The submitted patch was failing on my test system due to not being able to resize the file system back to its original size. I now see what the problem is and at least one reason the resize2fs man page warns “The minimum size of the filesystem as estimated by resize2fs may be incorrect”.

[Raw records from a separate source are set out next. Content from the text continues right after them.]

//! Lifecycle events and the per-tournament handler registry
//!
//! Handlers for one event kind fire in registration order. Nothing is
//! promised about the relative order of different kinds raised by the
//! same cause.
//!
//! Handlers may report results through the [`Reporter`] they are handed.
//! Those reports are queued and resolved only after the advancement that
//! raised the event has finished.

use std::collections::VecDeque;
use std::fmt;

use rustc_hash::FxHashMap;
use serde::{Deserialize, Serialize};

use crate::matches::{Match, MatchId, Outcome, Slot};
use crate::state::TournamentState;

/// Kinds of lifecycle events a handler can subscribe to
#[derive(Clone, Copy, Debug, PartialEq, Eq, Hash, Serialize, Deserialize)]
pub enum EventKind {
    Start,
    MatchReady,
    MatchComplete,
    StartRound,
    Complete,
}

impl EventKind {
    pub const ALL: [EventKind; 5] = [
        EventKind::Start,
        EventKind::MatchReady,
        EventKind::MatchComplete,
        EventKind::StartRound,
        EventKind::Complete,
    ];

    /// Conventional callback name (`on_start`, `on_match_ready`, ...)
    pub fn name(&self) -> &'static str {
        match self {
            EventKind::Start => "on_start",
            EventKind::MatchReady => "on_match_ready",
            EventKind::MatchComplete => "on_match_complete",
            EventKind::StartRound => "on_start_round",
            EventKind::Complete => "on_complete",
        }
    }

    /// Inverse of [`EventKind::name`]
    pub fn from_name(name: &str) -> Option<Self> {
        Self::ALL.into_iter().find(|kind| kind.name() == name)
    }
}

impl fmt::Display for EventKind {
    fn fmt(&self, f: &mut fmt::Formatter<'_>) -> fmt::Result {
        f.write_str(self.name())
    }
}

/// A lifecycle event with its payload
#[derive(Clone, Copy, Debug, PartialEq, Eq, Serialize, Deserialize)]
pub enum Event {
    /// Tournament started, before any match is seeded
    Start,
    /// Both players of a match are known
    MatchReady(MatchId),
    /// A result was recorded and scored
    MatchComplete(MatchId),
    /// All pairings of a Swiss round were created
    StartRound(u32),
    /// Tournament reached its terminal state
    Complete,
}

impl Event {
    pub fn kind(&self) -> EventKind {
        match self {
            Event::Start => EventKind::Start,
            Event::MatchReady(_) => EventKind::MatchReady,
            Event::MatchComplete(_) => EventKind::MatchComplete,
            Event::StartRound(_) => EventKind::StartRound,
            Event::Complete => EventKind::Complete,
        }
    }

    /// The match this event is about, if any
    pub fn match_id(&self) -> Option<MatchId> {
        match self {
            Event::MatchReady(id) | Event::MatchComplete(id) => Some(*id),
            Event::Start | Event::StartRound(_) | Event::Complete => None,
        }
    }
}

/// Results reported from inside event handlers, in report order
#[derive(Clone, Debug, Default, PartialEq, Eq)]
pub struct Reporter {
    queued: VecDeque<(MatchId, Outcome)>,
}

impl Reporter {
    /// Queue a result for match `id`
    pub fn report_result(&mut self, id: MatchId, outcome: Outcome) {
        self.queued.push_back((id, outcome));
    }

    /// Queue a win for the participant in `slot` of `m`. Unfilled slots are ignored.
    pub fn report_slot(&mut self, m: &Match, slot: Slot) {
        if let Some(winner) = slot.participant() {
            self.report_result(m.id(), Outcome::Winner(winner));
        }
    }

    pub fn len(&self) -> usize {
        self.queued.len()
    }

    pub fn is_empty(&self) -> bool {
        self.queued.is_empty()
    }

    pub(crate) fn pop(&mut self) -> Option<(MatchId, Outcome)> {
        self.queued.pop_front()
    }
}

/// Boxed event handler. Handlers see the tournament read-only and report
/// results through the queue.
pub type Handler = Box<dyn FnMut(&TournamentState, &Event, &mut Reporter) + Send>;

/// Ordered handler registry, scoped to one tournament
#[derive(Default)]
pub struct EventBus {
    handlers: FxHashMap<EventKind, Vec<Handler>>,
    deferred: Reporter,
}

impl EventBus {
    pub fn new() -> Self {
        Self::default()
    }

    /// Append a handler for `kind`
    pub fn subscribe<F>(&mut self, kind: EventKind, handler: F)
    where
        F: FnMut(&TournamentState, &Event, &mut Reporter) + Send + 'static,
    {
        self.handlers.entry(kind).or_default().push(Box::new(handler));
    }

    /// Run every handler registered for the event's kind, in order
    pub fn emit(&mut self, state: &TournamentState, event: &Event) {
        let Self { handlers, deferred } = self;
        if let Some(handlers) = handlers.get_mut(&event.kind()) {
            for handler in handlers.iter_mut() {
                handler(state, event, deferred);
            }
        }
    }

    /// Oldest result queued by a handler
    pub(crate) fn next_deferred(&mut self) -> Option<(MatchId, Outcome)> {
        self.deferred.pop()
    }

    /// Results queued by handlers and not yet resolved
    pub fn deferred_count(&self) -> usize {
        self.deferred.len()
    }

    pub fn handler_count(&self, kind: EventKind) -> usize {
        self.handlers.get(&kind).map_or(0, Vec::len)
    }
}

impl fmt::Debug for EventBus {
    fn fmt(&self, f: &mut fmt::Formatter<'_>) -> fmt::Result {
        let mut map = f.debug_map();
        for kind in EventKind::ALL {
            map.entry(&kind.name(), &self.handler_count(kind));
        }
        map.finish()
    }
}

#[cfg(test)]
mod tests {
    use super::*;
    use crate::participant::Participant;
    use std::sync::{Arc, Mutex};

    fn state() -> TournamentState {
        TournamentState::new(vec![Participant::new(1, "A"), Participant::new(2, "B")])
            .expect("valid roster")
    }

    #[test]
    fn test_handlers_fire_in_registration_order() {
        let log = Arc::new(Mutex::new(Vec::new()));
        let mut bus = EventBus::new();

        for tag in ["first", "second", "third"] {
            let log = Arc::clone(&log);
            bus.subscribe(EventKind::Start, move |_, _, _| log.lock().unwrap().push(tag));
        }

        bus.emit(&state(), &Event::Start);
        assert_eq!(*log.lock().unwrap(), vec!["first", "second", "third"]);
    }

    #[test]
    fn test_only_matching_kind_fires() {
        let log = Arc::new(Mutex::new(Vec::new()));
        let mut bus = EventBus::new();

        let ready_log = Arc::clone(&log);
        bus.subscribe(EventKind::MatchReady, move |_, event, _| {
            ready_log.lock().unwrap().push(*event)
        });
        let complete_log = Arc::clone(&log);
        bus.subscribe(EventKind::Complete, move |_, event, _| {
            complete_log.lock().unwrap().push(*event)
        });

        let state = state();
        bus.emit(&state, &Event::MatchReady(MatchId(2)));
        bus.emit(&state, &Event::Start);

        assert_eq!(*log.lock().unwrap(), vec![Event::MatchReady(MatchId(2))]);
    }

    #[test]
    fn test_emit_without_handlers_is_noop() {
        let mut bus = EventBus::new();
        bus.emit(&state(), &Event::Complete);
        assert_eq!(bus.handler_count(EventKind::Complete), 0);
    }

    #[test]
    fn test_handler_reports_are_queued() {
        let mut bus = EventBus::new();
        bus.subscribe(EventKind::MatchReady, |_, event, reporter| {
            if let Some(id) = event.match_id() {
                reporter.report_result(id, Outcome::Tie);
            }
        });

        let state = state();
        bus.emit(&state, &Event::MatchReady(MatchId(0)));
        bus.emit(&state, &Event::MatchReady(MatchId(1)));
        bus.emit(&state, &Event::Start);

        assert_eq!(bus.deferred_count(), 2);
        assert_eq!(bus.next_deferred(), Some((MatchId(0), Outcome::Tie)));
        assert_eq!(bus.next_deferred(), Some((MatchId(1), Outcome::Tie)));
        assert_eq!(bus.next_deferred(), None);
    }

    #[test]
    fn test_report_slot_skips_unfilled() {
        use crate::participant::ParticipantId;

        let m = Match::new(MatchId(3), 1, Slot::Filled(ParticipantId(1)), Slot::Bye);
        let mut reporter = Reporter::default();
        reporter.report_slot(&m, m.away());
        assert!(reporter.is_empty());

        reporter.report_slot(&m, m.home());
        assert_eq!(reporter.pop(), Some((MatchId(3), Outcome::Winner(ParticipantId(1)))));
    }

    #[test]
    fn test_event_names_round_trip() {
        for kind in EventKind::ALL {
            assert_eq!(EventKind::from_name(kind.name()), Some(kind));
        }
        assert_eq!(EventKind::from_name("on_full"), None);
    }

    #[test]
    fn test_event_kind_and_match() {
        assert_eq!(Event::MatchComplete(MatchId(1)).kind(), EventKind::MatchComplete);
        assert_eq!(Event::MatchComplete(MatchId(1)).match_id(), Some(MatchId(1)));
        assert_eq!(Event::StartRound(2).match_id(), None);
    }
}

Here’s what was happening. I’m on the MDS/MGS with the file system unmounted. I reformat the MDS file system to be 20,000 KB (yes this is small and possibly unrealistic):

[root@mds jnunez]# mkfs.lustre --fsname=lscratch --mgs --mdt --reformat --device-size=200000 --index=0 /dev/lvm-MDS/P1

   Permanent disk data:
Target:     lscratch:MDT0000
Index:      0
Lustre FS:  lscratch
Mount type: ldiskfs
Flags:      0x65
              (MDT MGS first_time update )
Persistent mount opts: user_xattr,errors=remount-ro
Parameters:

device size = 3340MB
formatting backing filesystem ldiskfs on /dev/lvm-MDS/P1
	target name  lscratch:MDT0000
	4k blocks     50000
	options        -I 512 -i 2048 -q -O dirdata,uninit_bg,^extents,dir_nlink,quota,huge_file,flex_bg -E lazy_journal_init -F
mkfs_cmd = mke2fs -j -b 4096 -L lscratch:MDT0000  -I 512 -i 2048 -q -O dirdata,uninit_bg,^extents,dir_nlink,quota,huge_file,flex_bg -E lazy_journal_init -F /dev/lvm-MDS/P1 50000
Writing CONFIGS/mountdata

Check the reported minimum block count with resize2fs and dumpe2fs:

[root@mds jnunez]# resize2fs -P /dev/lvm-MDS/P1
resize2fs 1.42.7.wc1 (12-Apr-2013)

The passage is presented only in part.